▸ What the task requires: Of all the lines in the entries below, give again exactly those starting at the line containing "that does not exist" and ending at the line containing "in the store", both ends included, and no others.

▸ Records for processing:
//! Error types for devevent-server

use thiserror::Error;
use uuid::Uuid;

use crate::db::{ConnectError, StoreError};
use crate::media::UploadError;
use crate::models::FieldErrors;

pub type Result<T, E = Error> = std::result::Result<T, E>;

#[derive(Error, Debug)]
pub enum Error {
    /// Missing configuration or unreachable store
    #[error(transparent)]
    Connect(#[from] ConnectError),

    #[error("validation failed: {0}")]
    Validation(#[from] FieldErrors),

    /// Booking points at an event that does not exist
    #[error("referenced event does not exist: {event_id}")]
    Reference { event_id: Uuid },

    /// Looking up the referenced event failed
    #[error("error validating event reference: {0}")]
    ReferenceLookup(#[source] StoreError),

    /// Unique constraint violated in the store
    #[error("{resource} with this {field} already exists")]
    Conflict {
        resource: &'static str,
        field: String,
    },

    #[error(transparent)]
    Store(StoreError),

    #[error("image upload failed: {0}")]
    Upload(#[from] UploadError),
}

impl From<StoreError> for Error {
    fn from(e: StoreError) -> Self {
        match e {
            StoreError::Conflict { resource, field } => Self::Conflict { resource, field },
            other => Self::Store(other),
        }
    }
}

▸ Answer to the problem:
    /// Booking points at an event that does not exist
    #[error("referenced event does not exist: {event_id}")]
    Reference { event_id: Uuid },

    /// Looking up the referenced event failed
    #[error("error validating event reference: {0}")]
    ReferenceLookup(#[source] StoreError),

    /// Unique constraint violated in the store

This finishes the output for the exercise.